Only the last stretch of the records is wanted: restate word for word the line with "self.get(index).is_none()" and every line after it.

----

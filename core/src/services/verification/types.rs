//! Types for the email verification flow

use crate::domain::value_objects::route::Route;

/// Phase of the verification form
#[derive(Debug, Clone, Copy, PartialEq, Eq)]
pub enum OtpPhase {
    /// The user is typing; a failed attempt returns here with an error set
    Entering,
    /// A verification request is outstanding
    Submitting,
    /// The code was accepted; terminal for this form
    Verified,
}

/// Verification request the controller wants issued
#[derive(Debug, Clone, PartialEq, Eq)]
pub struct VerifyEmailRequest {
    pub email: String,
    pub code: String,
}

/// Resend request the controller wants issued
#[derive(Debug, Clone, PartialEq, Eq)]
pub struct ResendCodeRequest {
    pub email: String,
}

/// Effect of a fired timer
#[derive(Debug, Clone, Copy, PartialEq, Eq)]
pub enum OtpEffect {
    /// The countdown moved; seconds remaining
    Tick { remaining: u32 },
    /// The countdown reached zero
    ResendAvailable,
    /// The success delay elapsed; navigate away
    Navigate(Route),
}

/// UI events fed into a verification session
#[derive(Debug, Clone, PartialEq, Eq)]
pub enum OtpEvent {
    Digit { index: usize, ch: char },
    Backspace { index: usize },
    Paste(String),
    Submit,
    Resend,
}

/// Progress reported by a verification session
#[derive(Debug, Clone, PartialEq, Eq)]
pub enum OtpUpdate {
    Tick(u32),
    ResendAvailable,
    Verified,
    Rejected(String),
    CodeResent,
    ResendFailed(String),
    Navigate(Route),
}
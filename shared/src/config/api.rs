//! REST API configuration module

use serde::{Deserialize, Serialize};

use super::env_or;

/// LegalIntel REST API configuration
#[derive(Debug, Clone, Deserialize, Serialize)]
pub struct ApiConfig {
    /// Base URL of the API, without a trailing slash
    pub base_url: String,

    /// Request timeout in seconds
    #[serde(default = "default_timeout_secs")]
    pub timeout_secs: u64,

    /// Connection timeout in seconds
    #[serde(default = "default_connect_timeout_secs")]
    pub connect_timeout_secs: u64,

    /// User agent sent with every request
    #[serde(default = "default_user_agent")]
    pub user_agent: String,
}

impl Default for ApiConfig {
    fn default() -> Self {
        Self {
            base_url: String::from("http://localhost:8000"),
            timeout_secs: default_timeout_secs(),
            connect_timeout_secs: default_connect_timeout_secs(),
            user_agent: default_user_agent(),
        }
    }
}

impl ApiConfig {
    /// Create a new API configuration with base URL
    pub fn new(base_url: impl Into<String>) -> Self {
        let base_url: String = base_url.into();
        Self {
            base_url: base_url.trim_end_matches('/').to_string(),
            ..Default::default()
        }
    }

    /// Create from environment variables
    pub fn from_env() -> Self {
        Self::from_env_with_default(Self::default())
    }

    /// Apply environment overrides on top of `base`
    pub fn from_env_with_default(base: Self) -> Self {
        let base_url = std::env::var("LEGALINTEL_API_BASE_URL")
            .map(|url| url.trim_end_matches('/').to_string())
            .unwrap_or(base.base_url);

        Self {
            base_url,
            timeout_secs: env_or("LEGALINTEL_API_TIMEOUT_SECS", base.timeout_secs),
            connect_timeout_secs: env_or(
                "LEGALINTEL_API_CONNECT_TIMEOUT_SECS",
                base.connect_timeout_secs,
            ),
            user_agent: base.user_agent,
        }
    }

    /// Join an endpoint path onto the base URL
    pub fn endpoint(&self, path: &str) -> String {
        format!("{}/{}", self.base_url, path.trim_start_matches('/'))
    }
}

fn default_timeout_secs() -> u64 {
    15
}

fn default_connect_timeout_secs() -> u64 {
    5
}

fn default_user_agent() -> String {
    format!("legalintel-client/{}", env!("CARGO_PKG_VERSION"))
}

#[cfg(test)]
mod tests {
    use super::*;

    #[test]
    fn test_new_strips_trailing_slash() {
        let config = ApiConfig::new("https://api.example.com/");
        assert_eq!(config.base_url, "https://api.example.com");
    }

    #[test]
    fn test_endpoint_joins_paths() {
        let config = ApiConfig::new("https://api.example.com");
        assert_eq!(
            config.endpoint("/auth/verify-email"),
            "https://api.example.com/auth/verify-email"
        );
        assert_eq!(
            config.endpoint("entities/search"),
            "https://api.example.com/entities/search"
        );
    }
}
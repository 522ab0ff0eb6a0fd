mod tokio_scheduler_tests;
mod virtual_clock_tests;
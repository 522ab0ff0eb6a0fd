//! Debounced remote entity search
//!
//! This module turns free-text typing into a single selected entity:
//! - [`SearchSelector`] - the sans-IO controller (debounce, staleness, selection)
//! - [`SearchSession`] - async driver wiring the controller to a Tokio
//!   scheduler and an [`EntitySearchApi`]

mod selector;
mod session;
mod traits;
mod types;

#[cfg(test)]
mod tests;

pub use selector::SearchSelector;
pub use session::SearchSession;
pub use traits::EntitySearchApi;
pub use types::{SearchEvent, SearchRequest, SearchUpdate};
//! Scheduler backed by Tokio timers

use std::collections::HashMap;
use std::sync::{Mutex, MutexGuard, PoisonError};
use std::time::Duration;

use tokio::sync::mpsc;
use tokio::task::JoinHandle;
use tracing::trace;

use super::traits::{Scheduler, TimerId};

#[derive(Debug, Default)]
struct TimerTable {
    next_id: u64,
    tasks: HashMap<TimerId, JoinHandle<()>>,
}

/// Real-time scheduler delivering fired timer ids on a channel
///
/// Each timer is a spawned task sleeping for its delay. Cancelling aborts
/// the task; dropping the scheduler aborts every pending timer.
#[derive(Debug)]
pub struct TokioScheduler {
    table: Mutex<TimerTable>,
    fired_tx: mpsc::UnboundedSender<TimerId>,
}

impl TokioScheduler {
    /// Create a scheduler and the receiver of fired timer ids
    ///
    /// # Panics
    ///
    /// Scheduling panics when called outside a Tokio runtime.
    pub fn new() -> (Self, mpsc::UnboundedReceiver<TimerId>) {
        let (fired_tx, fired_rx) = mpsc::unbounded_channel();
        let scheduler = Self {
            table: Mutex::new(TimerTable::default()),
            fired_tx,
        };
        (scheduler, fired_rx)
    }

    fn lock(&self) -> MutexGuard<'_, TimerTable> {
        self.table.lock().unwrap_or_else(PoisonError::into_inner)
    }

    /// Number of timers that have not fired or been cancelled
    pub fn pending(&self) -> usize {
        let mut table = self.lock();
        table.tasks.retain(|_, task| !task.is_finished());
        table.tasks.len()
    }

    /// Abort every pending timer
    pub fn cancel_all(&self) {
        let mut table = self.lock();
        for (_, task) in table.tasks.drain() {
            task.abort();
        }
    }
}

impl Scheduler for TokioScheduler {
    fn schedule(&self, delay: Duration) -> TimerId {
        let mut table = self.lock();
        table.tasks.retain(|_, task| !task.is_finished());
        table.next_id += 1;
        let id = TimerId::from_raw(table.next_id);

        let fired_tx = self.fired_tx.clone();
        let task = tokio::spawn(async move {
            tokio::time::sleep(delay).await;
            // Receiver gone means the owning session was torn down
            let _ = fired_tx.send(id);
        });
        table.tasks.insert(id, task);
        trace!(timer = %id, delay_ms = delay.as_millis() as u64, "Timer scheduled");
        id
    }

    fn cancel(&self, id: TimerId) {
        if let Some(task) = self.lock().tasks.remove(&id) {
            task.abort();
            trace!(timer = %id, "Timer cancelled");
        }
    }
}

impl Drop for TokioScheduler {
    fn drop(&mut self) {
        self.cancel_all();
    }
}
//! Deterministic scheduler driven by explicit time advancement

use std::collections::BTreeSet;
use std::sync::{Arc, Mutex, MutexGuard, PoisonError};
use std::time::Duration;

use super::traits::{Scheduler, TimerId};

#[derive(Debug, Default)]
struct ClockState {
    now: Duration,
    next_id: u64,
    /// Pending timers ordered by (due time, id)
    pending: BTreeSet<(Duration, TimerId)>,
    scheduled_total: u64,
}

/// Virtual clock implementing [`Scheduler`]
///
/// Time only moves when the owner calls [`advance`](Self::advance),
/// [`advance_to`](Self::advance_to) or [`pop_due`](Self::pop_due). Clones
/// share the same clock, so a test can keep one handle while a controller
/// owns another.
#[derive(Debug, Clone, Default)]
pub struct VirtualClock {
    state: Arc<Mutex<ClockState>>,
}

impl VirtualClock {
    /// Create a clock at time zero
    pub fn new() -> Self {
        Self::default()
    }

    fn lock(&self) -> MutexGuard<'_, ClockState> {
        self.state.lock().unwrap_or_else(PoisonError::into_inner)
    }

    /// Current virtual time since creation
    pub fn now(&self) -> Duration {
        self.lock().now
    }

    /// Number of timers scheduled and not yet fired or cancelled
    pub fn pending(&self) -> usize {
        self.lock().pending.len()
    }

    /// Total number of timers ever scheduled
    pub fn scheduled_total(&self) -> u64 {
        self.lock().scheduled_total
    }

    /// Due time of the earliest pending timer
    pub fn next_due(&self) -> Option<Duration> {
        self.lock().pending.iter().next().map(|(due, _)| *due)
    }

    /// Move time forward by `by` and return every timer that became due,
    /// in due order (ties broken by scheduling order)
    ///
    /// Timers scheduled by the caller while handling the returned ids are
    /// relative to the new time. Use [`pop_due`](Self::pop_due) to fire
    /// chained timers at their exact due times.
    pub fn advance(&self, by: Duration) -> Vec<TimerId> {
        let mut state = self.lock();
        state.now += by;
        let now = state.now;
        let mut fired = Vec::new();
        while let Some(&(due, id)) = state.pending.iter().next() {
            if due > now {
                break;
            }
            state.pending.remove(&(due, id));
            fired.push(id);
        }
        fired
    }

    /// Fire the earliest timer due at or before `until`, moving time to its
    /// due time
    pub fn pop_due(&self, until: Duration) -> Option<TimerId> {
        let mut state = self.lock();
        let &(due, id) = state.pending.iter().next()?;
        if due > until {
            return None;
        }
        state.pending.remove(&(due, id));
        if due > state.now {
            state.now = due;
        }
        Some(id)
    }

    /// Move time forward to `until` without firing anything
    pub fn advance_to(&self, until: Duration) {
        let mut state = self.lock();
        if until > state.now {
            state.now = until;
        }
    }
}

impl Scheduler for VirtualClock {
    fn schedule(&self, delay: Duration) -> TimerId {
        let mut state = self.lock();
        state.next_id += 1;
        state.scheduled_total += 1;
        let id = TimerId::from_raw(state.next_id);
        let due = state.now + delay;
        state.pending.insert((due, id));
        id
    }

    fn cancel(&self, id: TimerId) {
        self.lock().pending.retain(|(_, pending)| *pending != id);
    }
}
//! Segmented one-time code entered on the email verification page.

/// Number of cells in a verification code
pub const CODE_LENGTH: usize = 6;

/// Fixed-size digit cells of a verification code
///
/// Every filled cell holds a single ASCII digit; writes of anything else
/// are refused and leave the cells unchanged.
#[derive(Debug, Clone, Default, PartialEq, Eq)]
pub struct OtpDigits {
    cells: [Option<char>; CODE_LENGTH],
}

impl OtpDigits {
    /// Create empty cells
    pub fn new() -> Self {
        Self::default()
    }

    /// Write a digit into a cell; returns false if refused
    pub fn set(&mut self, index: usize, ch: char) -> bool {
        if index >= CODE_LENGTH || !ch.is_ascii_digit() {
            return false;
        }
        self.cells[index] = Some(ch);
        true
    }

    /// Empty a single cell
    pub fn clear(&mut self, index: usize) {
        if let Some(cell) = self.cells.get_mut(index) {
            *cell = None;
        }
    }

    /// Empty every cell
    pub fn clear_all(&mut self) {
        self.cells = [None; CODE_LENGTH];
    }

    /// Content of a cell
    pub fn get(&self, index: usize) -> Option<char> {
        self.cells.get(index).copied().flatten()
    }

    /// Whether a cell is empty (out-of-range cells count as empty)
    pub fn is_empty_at(&self, index: usize) -> bool {
        self.get(index).is_none()
    }

    /// Whether every cell is filled
    pub fn is_complete(&self) -> bool {
        self.cells.iter().all(Option::is_some)
    }

    /// Number of filled cells
    pub fn filled(&self) -> usize {
        self.cells.iter().filter(|c| c.is_some()).count()
    }

    /// First empty cell strictly to the right of `index`
    pub fn next_empty_after(&self, index: usize) -> Option<usize> {
        (index + 1..CODE_LENGTH).find(|&i| self.cells[i].is_none())
    }

    /// Concatenated code, only when complete
    pub fn code(&self) -> Option<String> {
        if !self.is_complete() {
            return None;
        }
        Some(self.cells.iter().flatten().collect())
    }

    /// Cells as display strings (empty string for an empty cell)
    pub fn to_strings(&self) -> [String; CODE_LENGTH] {
        std::array::from_fn(|i| self.cells[i].map(String::from).unwrap_or_default())
    }
}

----

## Your solution
        self.get(index).is_none()
    }

    /// Whether every cell is filled
    pub fn is_complete(&self) -> bool {
        self.cells.iter().all(Option::is_some)
    }

    /// Number of filled cells
    pub fn filled(&self) -> usize {
        self.cells.iter().filter(|c| c.is_some()).count()
    }

    /// First empty cell strictly to the right of `index`
    pub fn next_empty_after(&self, index: usize) -> Option<usize> {
        (index + 1..CODE_LENGTH).find(|&i| self.cells[i].is_none())
    }

    /// Concatenated code, only when complete
    pub fn code(&self) -> Option<String> {
        if !self.is_complete() {
            return None;
        }
        Some(self.cells.iter().flatten().collect())
    }

    /// Cells as display strings (empty string for an empty cell)
    pub fn to_strings(&self) -> [String; CODE_LENGTH] {
        std::array::from_fn(|i| self.cells[i].map(String::from).unwrap_or_default())
    }
}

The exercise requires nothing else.